2. For the same reasons, the trial court properly granted judgment on the pleadings on Raysoni's fraud claim. See Isbell, 319 Ga.App. at 26(2), 735 S.E.2d 46(b).
3. Raysoni also asserts that the trial court erred in granting judgment on the pleadings on his claim of revocation of acceptance. But that claim, too, is based in fraud. Although Raysoni asserts that he was unaware of the non-conforming nature of the vehicle, Payless's disclaimers and his own lack of due diligence similarly defeat his claim for damages based upon revocation of acceptance. Cf. Isbell, 319 Ga.App. at 26(2), 735 S.E.2d 46(b) (in light of plaintiff's lack of due diligence, his claim for rescission of the contract based upon fraud was not authorized).
4. Raysoni also argues on appeal that the trial court erred in relying on the “As Is” disclosure on the Buyer's Order where the order also contained an express warranty. But the Buyer's Order attached to the complaint contains no express warranty. And our decision, based upon our de novo review of the pleadings, relies on the express language of the disclaimer found beneath the “As–Is” designation as well as the disclaimers at the bottom of the Buyer's Order, not solely on the “As–Is” designation itself.
Raysoni relies on a copy of the Buyer's Order attached to Ul–Haque's answer, which contains the following language in the “Comments” box on the form: “30 days warranty on CV Joints. Payless will replace CV Joints if they will go bad in 30 days of the purchase” to argue that the “As–Is” clause is void under the Magnuson–Moss Warranty Act, 15 U.S.C. § 2308. We disagree. As an initial matter, Raysoni is not alleging a breach of warranty claim under the Magnuson–Moss Warranty Act such that 15 U.S.C. § 2508 would apply. Moreover, in light of the express disclaimers in the Buyer's Order, such limited warranty language affecting only one automobile part does not in any way alter or relieve Raysoni's obligation to exercise due diligence under Georgia law. In fact, Raysoni's signatures under the disclaimer language signify his acknowledgment and agreement to the content of those disclaimers. See Romines v. Wagstaff Motor Co., 120 Ga.App. 608, 610(1), 171 S.E.2d 752 (1969) (buyer bound by terms of automobile purchase agreement where no allegation that he was prevented from reading it by any trick or fraud of the defendant).

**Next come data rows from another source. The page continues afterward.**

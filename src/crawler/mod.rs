//! Crawler module for fetching and processing wiki pages
//!
//! This module contains the core crawling logic, including:
//! - The page transport and its error classification
//! - Rate limiting and retry with backoff
//! - Category listing and film page parsing
//! - The shared detail cache and its worker pool
//! - Overall run coordination

mod category;
mod coordinator;
mod detail;
mod fetcher;
mod parser;
mod rate_limiter;
mod retry;
mod source;

#[cfg(test)]
pub(crate) mod test_support;

pub use category::{CategoryFetcher, ListedEntity};
pub use coordinator::{run_crawl, Coordinator, RunOutcome};
pub use detail::{DetailCache, DetailError, DetailFetcher};
pub use fetcher::PageFetcher;
pub use parser::{parse_category_page, parse_detail_page, CandidateEntity, CategoryPage};
pub use rate_limiter::RateLimiter;
pub use retry::{RetryDecision, RetryPolicy};
pub use source::{build_http_client, FetchError, HttpPageSource, PageSource};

The disclaimers put him on notice of damage to the vehicle, and he had the obligation to investigate further before he bought the car.

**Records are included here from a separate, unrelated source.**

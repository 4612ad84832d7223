//! JSON file storage for checkpoint state
//!
//! Saves are atomic: the state is written to a sibling temporary file, synced,
//! and renamed over the checkpoint. A crash or error at any point before the
//! rename leaves the previous checkpoint untouched.

use crate::checkpoint::model::{CheckpointConfig, CheckpointState, RawCheckpoint, CHECKPOINT_VERSION};
use crate::checkpoint::CheckpointError;
use std::fs::{self, File};
use std::io::{ErrorKind, Write};
use std::path::{Path, PathBuf};

/// Owner of the checkpoint file
#[derive(Debug, Clone)]
pub struct CheckpointStore {
    path: PathBuf,
}

impl CheckpointStore {
    pub fn new(path: impl Into<PathBuf>) -> Self {
        Self { path: path.into() }
    }

    pub fn path(&self) -> &Path {
        &self.path
    }

    /// Returns true if a checkpoint file is present
    pub fn exists(&self) -> bool {
        self.path.exists()
    }

    /// Loads the checkpoint
    ///
    /// # Returns
    ///
    /// * `Ok(Some(state))` - The file existed and was parsed (older versions are upgraded)
    /// * `Ok(None)` - No file
    /// * `Err(CheckpointError::Corrupt)` - The file exists but is empty or cannot be parsed
    /// * `Err(CheckpointError::UnsupportedVersion)` - Written by a newer format
    pub fn load(&self) -> Result<Option<CheckpointState>, CheckpointError> {
        let content = match fs::read_to_string(&self.path) {
            Ok(content) => content,
            Err(e) if e.kind() == ErrorKind::NotFound => return Ok(None),
            Err(e) => return Err(self.io_error(e)),
        };

        if content.trim().is_empty() {
            return Err(CheckpointError::Corrupt {
                path: self.path.display().to_string(),
                message: "file is empty".to_string(),
            });
        }

        let raw: RawCheckpoint =
            serde_json::from_str(&content).map_err(|e| CheckpointError::Corrupt {
                path: self.path.display().to_string(),
                message: e.to_string(),
            })?;

        if raw.version > CHECKPOINT_VERSION {
            return Err(CheckpointError::UnsupportedVersion {
                path: self.path.display().to_string(),
                version: raw.version,
            });
        }

        if raw.version < CHECKPOINT_VERSION {
            tracing::info!(
                "Upgrading checkpoint {} from version {} to {}",
                self.path.display(),
                raw.version,
                CHECKPOINT_VERSION
            );
        }

        Ok(Some(raw.into_state()))
    }

    /// Loads the checkpoint, or creates an empty state for `config` if absent
    pub fn load_or_new(&self, config: &CheckpointConfig) -> Result<CheckpointState, CheckpointError> {
        Ok(self
            .load()?
            .unwrap_or_else(|| CheckpointState::new(config.clone())))
    }

    /// Loads the checkpoint for a resumed crawl and checks it belongs to `config`
    pub fn load_for_resume(
        &self,
        config: &CheckpointConfig,
    ) -> Result<CheckpointState, CheckpointError> {
        let state = self.load_or_new(config)?;
        if !state.matches_config(config) {
            return Err(CheckpointError::ConfigMismatch {
                expected: config.to_string(),
                found: state.config.to_string(),
            });
        }
        Ok(state)
    }

    /// Loads the checkpoint, failing if there is none
    pub fn load_existing(&self) -> Result<CheckpointState, CheckpointError> {
        self.load()?.ok_or_else(|| CheckpointError::NotFound {
            path: self.path.display().to_string(),
        })
    }

    /// Atomically writes the state to the checkpoint file
    pub fn save(&self, state: &CheckpointState) -> Result<(), CheckpointError> {
        let bytes = serde_json::to_vec_pretty(state)?;

        if let Some(parent) = self.path.parent().filter(|p| !p.as_os_str().is_empty()) {
            fs::create_dir_all(parent).map_err(|e| self.io_error(e))?;
        }

        let tmp = temp_path_for(&self.path);
        let written = write_synced(&tmp, &bytes).and_then(|()| fs::rename(&tmp, &self.path));

        if let Err(e) = written {
            // the old checkpoint is still in place; only the temp file may be left over
            let _ = fs::remove_file(&tmp);
            return Err(self.io_error(e));
        }

        tracing::debug!(
            "Saved checkpoint {} ({} records, {} completed, {} failed)",
            self.path.display(),
            state.records.len(),
            state.completed_tasks.len(),
            state.failed_tasks.len()
        );

        Ok(())
    }

    fn io_error(&self, source: std::io::Error) -> CheckpointError {
        CheckpointError::Io {
            path: self.path.display().to_string(),
            source,
        }
    }
}

/// Temporary sibling used while saving `path`
pub(crate) fn temp_path_for(path: &Path) -> PathBuf {
    let name = path
        .file_name()
        .map(|n| n.to_string_lossy().into_owned())
        .unwrap_or_else(|| "checkpoint".to_string());
    path.with_file_name(format!(".{}.tmp", name))
}

fn write_synced(path: &Path, bytes: &[u8]) -> std::io::Result<()> {
    let mut file = File::create(path)?;
    file.write_all(bytes)?;
    file.sync_all()
}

ON MOTION FOR RECONSIDERATION
On motion for reconsideration, Raysoni contends that we overlooked significant Georgia precedent in holding that the disclaimers in the Buyer's Order “negated the antecedent fraud and deceptive practices in the procurement of the contract.” In particular, he cites City Dodge, Inc. v. Gardner, 232 Ga. 766, 208 S.E.2d 794 (1974), in which the Georgia Supreme Court held that a merger clause and an “As–Is” disclaimer in an automobile purchase contract did not, as a matter of law, prevent the buyer's reliance on the salesman's fraudulent representation that the car purchased by the buyer had not been wrecked. The Supreme Court held that “the question of reliance on the alleged fraudulent misrepresentation in tort cases cannot be determined by the provisions of the contract sought to be rescinded but must be determined as a question of fact by the jury.” Id. at 770, 208 S.E.2d 794. The Court further held that
[i]t is inconsistent to apply a disclaimer provision of a contract in a tort action brought to determine whether the entire contract is invalid because of alleged prior fraud which induced the execution of the contract. If the contract is invalid because of the antecedent fraud, then the disclaimer provision therein is ineffectual since, in legal contemplation, there is no contract between the parties.
But City Dodge and the other cases cited by Raysoni are distinguishable. The Buyer's Order in this case did not merely contain a merger clause or an “As–Is” disclaimer. Rather, it provided a number of express disclaimers, including one that expressly contradicted the salesman's oral representation that the vehicle had no prior damage, as well as a recommendation that Raysoni obtain an independent evaluation of the vehicle before he bought it, and Raysoni had a duty to read the Buyer's Order before he signed it. Because that document directly contradicted the salesman's representation, Raysoni cannot rely on that representation to rescind the contract. As the Georgia Supreme Court has recently explained:
It is well-settled law in Georgia that a party who has the capacity and opportunity to read a written contract cannot afterwards set up fraud in the procurement of his signature to the instrument based on oral representations that differ from the terms of the contract. Statements that directly contradict the terms of the agreement or offer future promises simply cannot form the basis of a fraud claim for the purpose of cancelling or rescinding a contract. In fact, the only type of fraud that can relieve a party of his obligation to read a written contract and be bound by its terms is a fraud that prevents the party from reading the contract.
(Citations and punctuation omitted.) Novare Group, Inc. v. Sarif, 290 Ga. 186, 188–189(2), 718 S.E.2d 304 (2011). Thus, because Raysoni is not entitled to rescission as a remedy, he is bound by the disclaimers in the Buyer's Order. Id. at 190(3), 718 S.E.2d 304.
Accordingly, we find no merit to Raysoni's argument that the issue of whether he could have justifiably relied on Ul–Haque's representation presents a question for the jury. “While justifiable reliance may be a jury question in a fraud case where no contract exists or where the contract has become void, it is a question of law in a case where the contract language prevails and the contract's [provisions preclude] reliance on oral representations.” (Citations omitted.) Id.
ANDREWS, P.J., and DILLARD, J., concur.